Development of Broad-Spectrum Antimicrobial Peptides through the Conjugation of FtsZ-Binding and Cell-Penetrating Peptides.

The rapid increase in bacterial resistance to conventional antibiotics has led to a great demand for novel antibacterial agents. Antimicrobial peptides (AMPs) are emerging as next-generation antimicrobial alternative drugs to conventional antibiotics because of their broad-spectrum antimicrobial activities and minimal potential for drug resistance induction. This work describes novel antimicrobial peptides (FtsZpcpp) synthesized through the conjugation of a cell penetration peptide ((RXR)XB) to nonantimicrobial peptides (FtsZp). The FtsZp peptides were previously identified to bind FtsZ (flaming-temperature-sensitive protein Z), a crucial protein in regulating bacterial cell divisions. Newly designed FtsZpcpp peptides have broad antimicrobial activities against both Gram-positive and Gram-negative bacteria, including multidrug-resistant strains.

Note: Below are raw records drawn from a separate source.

//! Crawler coordinator - main crawl orchestration logic
//!
//! This module contains the task loop that coordinates a run:
//! - Skipping completed tasks and selecting failed ones for retry
//! - Listing each task's category pages and pre-filtering titles
//! - Resolving film pages through a bounded worker pool
//! - Recording outcomes and persisting the checkpoint after every task
//! - Pausing after a task budget and stopping cleanly on cancellation

use crate::checkpoint::{CheckpointState, CheckpointStore, DetailInfo, Record};
use crate::config::{Config, DetailFailurePolicy};
use crate::crawler::category::{CategoryFetcher, ListedEntity};
use crate::crawler::detail::{DetailCache, DetailError, DetailFetcher};
use crate::crawler::fetcher::PageFetcher;
use crate::crawler::rate_limiter::RateLimiter;
use crate::crawler::retry::RetryPolicy;
use crate::crawler::PageSource;
use crate::filter::{FilterDecision, GenreFilter};
use crate::output::{RunSummary, TaskCounts};
use crate::planner::{plan_tasks, Task};
use crate::state::TaskTracker;
use crate::CrawlError;
use chrono::Utc;
use std::fmt;
use std::sync::Arc;
use tokio::sync::Semaphore;
use tokio::task::JoinSet;
use tokio_util::sync::CancellationToken;

/// How a run ended
#[derive(Debug, Clone, Copy, PartialEq, Eq)]
pub enum RunOutcome {
    /// Every eligible task was attempted
    Finished,

    /// The pause threshold was reached
    Paused,

    /// Cancellation was requested
    Cancelled,
}

impl RunOutcome {
    pub fn as_str(&self) -> &'static str {
        match self {
            Self::Finished => "finished",
            Self::Paused => "paused",
            Self::Cancelled => "cancelled",
        }
    }
}

impl fmt::Display for RunOutcome {
    fn fmt(&self, f: &mut fmt::Formatter<'_>) -> fmt::Result {
        f.write_str(self.as_str())
    }
}

type DetailResult = Result<DetailInfo, DetailError>;

/// Main crawler coordinator structure
///
/// Owns the checkpoint state for the duration of a run. Only the task loop
/// mutates it, after the worker pool of the current task has been joined.
pub struct Coordinator {
    config: Config,
    tasks: Vec<Task>,
    state: CheckpointState,
    store: CheckpointStore,
    tracker: TaskTracker,
    category: CategoryFetcher,
    details: DetailFetcher,
    filter: GenreFilter,
    cancel: CancellationToken,
}

impl Coordinator {
    /// Creates a coordinator for one run
    ///
    /// # Arguments
    ///
    /// * `config` - The validated configuration
    /// * `state` - The loaded (or fresh) checkpoint state
    /// * `store` - Where the state is persisted after every task
    /// * `source` - Transport used for every page
    /// * `cancel` - Token that stops the run cooperatively
    ///
    /// # Returns
    ///
    /// * `Ok(Coordinator)` - Ready to run
    /// * `Err(CrawlError)` - Planning or filter compilation failed
    pub fn new(
        config: Config,
        state: CheckpointState,
        store: CheckpointStore,
        source: Arc<dyn PageSource>,
        cancel: CancellationToken,
    ) -> Result<Self, CrawlError> {
        let tasks = plan_tasks(&config)?;
        let filter = GenreFilter::from_config(&config.filter)?;

        let limiter = Arc::new(RateLimiter::new(config.fetch.request_delay()));
        let fetcher = PageFetcher::new(source, limiter, RetryPolicy::from_config(&config.fetch));
        let cache = Arc::new(DetailCache::seeded(&state.detail_cache));
        let tracker = TaskTracker::from_checkpoint(&tasks, &state);

        Ok(Self {
            category: CategoryFetcher::new(fetcher.clone()),
            details: DetailFetcher::new(fetcher, cache),
            config,
            tasks,
            state,
            store,
            tracker,
            filter,
            cancel,
        })
    }

    pub fn tasks(&self) -> &[Task] {
        &self.tasks
    }

    pub fn state(&self) -> &CheckpointState {
        &self.state
    }

    pub fn into_state(self) -> CheckpointState {
        self.state
    }

    /// Runs the task loop until the task list is exhausted, the pause
    /// threshold is reached, or cancellation is requested
    ///
    /// The checkpoint is saved after every finished task and once more before
    /// returning. A task interrupted by cancellation stays pending.
    pub async fn run(&mut self) -> Result<RunSummary, CrawlError> {
        let started_at = Utc::now();
        let records_before = self.state.records.len();
        let failed_only = self.config.run.failed_only;
        let pause_after = self.config.run.pause_after;

        let eligible = self
            .tasks
            .iter()
            .filter(|t| self.tracker.is_candidate(&t.id(), failed_only))
            .count();
        let mut counts = TaskCounts {
            planned: self.tasks.len(),
            skipped: self.tasks.len() - eligible,
            ..TaskCounts::default()
        };

        tracing::info!(
            "Planned {} tasks, {} eligible{}",
            counts.planned,
            eligible,
            if failed_only { " (failed only)" } else { "" }
        );

        let mut outcome = RunOutcome::Finished;
        let tasks = self.tasks.clone();

        for task in &tasks {
            let id = task.id();
            if !self.tracker.is_candidate(&id, failed_only) {
                tracing::debug!("Skipping task {} ({:?})", id, self.tracker.state(&id));
                continue;
            }

            if self.cancel.is_cancelled() {
                outcome = RunOutcome::Cancelled;
                break;
            }

            if pause_after > 0 && counts.completed >= pause_after {
                tracing::info!("Pausing after {} completed tasks", counts.completed);
                outcome = RunOutcome::Paused;
                break;
            }

            self.tracker.start(&id)?;
            tracing::info!("Starting task {} ({})", id, task.source_url);

            match self.run_task(task).await {
                Ok(records) => {
                    let kept = records.len();
                    let merged = self.state.mark_completed(&id, records);
                    self.tracker.complete(&id)?;
                    counts.completed += 1;
                    tracing::info!(
                        "Completed task {}: {} titles kept, {} new records",
                        id,
                        kept,
                        merged.added
                    );
                }
                Err(CrawlError::Cancelled) => {
                    self.tracker.interrupt(&id)?;
                    tracing::warn!("Task {} interrupted; it stays pending", id);
                    outcome = RunOutcome::Cancelled;
                    break;
                }
                Err(e) => {
                    tracing::error!("Task {} failed: {}", id, e);
                    self.state.mark_failed(&id, e.to_string());
                    self.tracker.fail(&id)?;
                    counts.failed += 1;
                }
            }

            self.persist()?;
        }

        self.persist()?;
        counts.remaining = eligible - counts.completed - counts.failed;

        let cache = self.details.cache();
        Ok(RunSummary {
            outcome,
            started_at,
            finished_at: Utc::now(),
            counts,
            records_added: self.state.records.len() - records_before,
            records_total: self.state.records.len(),
            cache_size: cache.len(),
            detail_fetches: cache.fetch_count(),
            checkpoint_path: self.store.path().to_path_buf(),
            dataset_path: self.config.output.dataset_path.clone(),
            failure_report_path: self.config.output.failure_report_path.clone(),
        })
    }

    /// Lists, filters and resolves one task into its records
    async fn run_task(&self, task: &Task) -> Result<Vec<Record>, CrawlError> {
        let id = task.id();
        let listed = self.category.fetch_listing(task, &self.cancel).await?;

        let decisions: Vec<FilterDecision> = listed
            .iter()
            .map(|l| self.filter.pre_filter(&l.entity))
            .collect();
        let confirmed = decisions
            .iter()
            .filter(|d| **d == FilterDecision::Confirmed)
            .count();
        tracing::debug!(
            "{}: {} titles listed, {} confirmed by listing",
            id,
            listed.len(),
            confirmed
        );

        let details = self.resolve_details(&listed).await?;

        let mut records = Vec::new();
        for ((listed, decision), detail) in listed.into_iter().zip(decisions).zip(details) {
            let detail = match detail {
                Ok(info) => Some(info),
                Err(e) if self.config.run.detail_failure == DetailFailurePolicy::FailTask => {
                    return Err(e.into());
                }
                Err(e) => {
                    tracing::warn!("{}: no details for '{}': {}", id, listed.entity.title, e);
                    None
                }
            };

            let keep = match decision {
                FilterDecision::Confirmed => true,
                FilterDecision::NeedsDetail => self.filter.post_filter(detail.as_ref()),
            };
            if !keep {
                continue;
            }

            let detail = detail.unwrap_or_default();
            records.push(Record {
                year: task.year,
                category_key: task.category_key.clone(),
                title: listed.entity.title,
                detail_url: listed.entity.detail_url,
                poster_url: detail.poster_url,
                description: detail.description,
                source_url: listed.listing_url,
            });
        }

        Ok(records)
    }

    /// Resolves every listed title through the worker pool
    ///
    /// Results are returned in listing order regardless of completion order.
    /// On cancellation, in-flight work gets the grace period and is then
    /// detached; it keeps filling the shared cache but its results are dropped.
    async fn resolve_details(&self, listed: &[ListedEntity]) -> Result<Vec<DetailResult>, CrawlError> {
        let semaphore = Arc::new(Semaphore::new(self.config.fetch.workers.max(1)));
        let mut pool: JoinSet<(usize, DetailResult)> = JoinSet::new();
        let mut results: Vec<Option<DetailResult>> = vec![None; listed.len()];
        let mut cancelled = false;

        for (index, item) in listed.iter().enumerate() {
            let permit = tokio::select! {
                biased;
                () = self.cancel.cancelled() => {
                    cancelled = true;
                    break;
                }
                permit = Arc::clone(&semaphore).acquire_owned() => {
                    permit.map_err(|e| CrawlError::Worker(e.to_string()))?
                }
            };

            let details = self.details.clone();
            let url = item.entity.detail_url.clone();
            pool.spawn(async move {
                let _permit = permit;
                (index, details.resolve(&url).await)
            });
        }

        while !cancelled {
            tokio::select! {
                biased;
                joined = pool.join_next() => match joined {
                    Some(Ok((index, result))) => results[index] = Some(result),
                    Some(Err(e)) => {
                        pool.detach_all();
                        return Err(CrawlError::Worker(e.to_string()));
                    }
                    None => break,
                },
                () = self.cancel.cancelled() => cancelled = true,
            }
        }

        if cancelled {
            self.drain_with_grace(&mut pool).await;
            return Err(CrawlError::Cancelled);
        }

        results
            .into_iter()
            .collect::<Option<Vec<_>>>()
            .ok_or_else(|| CrawlError::Worker("detail result missing".to_string()))
    }

    async fn drain_with_grace(&self, pool: &mut JoinSet<(usize, DetailResult)>) {
        if pool.is_empty() {
            return;
        }

        let grace = self.config.run.grace_period();
        tracing::info!(
            "Waiting up to {:?} for {} detail fetches to finish",
            grace,
            pool.len()
        );

        let drained = tokio::time::timeout(grace, async {
            while pool.join_next().await.is_some() {}
        })
        .await;

        if drained.is_err() {
            tracing::warn!(
                "Detaching {} detail fetches still running after the grace period",
                pool.len()
            );
            pool.detach_all();
        }
    }

    /// Snapshots the detail cache into the state and saves the checkpoint
    fn persist(&mut self) -> Result<(), CrawlError> {
        self.state.detail_cache = self.details.cache().snapshot();
        self.store.save(&self.state)?;
        Ok(())
    }
}

/// Runs a complete crawl over HTTP
///
/// This is the main entry point for a crawl. It will:
/// 1. Build the HTTP client from the fetch configuration
/// 2. Plan the tasks and seed the detail cache from `state`
/// 3. Run the task loop, persisting after every task
///
/// # Returns
///
/// * `Ok((RunSummary, CheckpointState))` - The run ended (finished, paused or
///   cancelled) and the final state was saved
/// * `Err(CrawlError)` - The run could not start or the checkpoint could not
///   be saved
pub async fn run_crawl(
    config: Config,
    state: CheckpointState,
    store: CheckpointStore,
    cancel: CancellationToken,
) -> Result<(RunSummary, CheckpointState), CrawlError> {
    let source = Arc::new(crate::crawler::HttpPageSource::from_config(&config.fetch)?);
    let mut coordinator = Coordinator::new(config, state, store, source, cancel)?;
    let summary = coordinator.run().await?;
    Ok((summary, coordinator.into_state()))
}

Besides, these new peptides exert minimal hemolytic activity toward human red blood cells and low cytotoxicity toward human skin cells. Comprehensive studies on the antimicrobial mechanism of FtsZpcpp peptides revealed that they exert antimicrobial activities through multiple mechanisms, including membrane disruption and intracellular actions (e.g., interference with cell divisions, DNA binding, and reactive oxygen species (ROS) generation). Our results have shown that FtsZpcpp peptides have the potential to serve as future antimicrobial drugs in combating the increasing global problem of antibiotic resistance.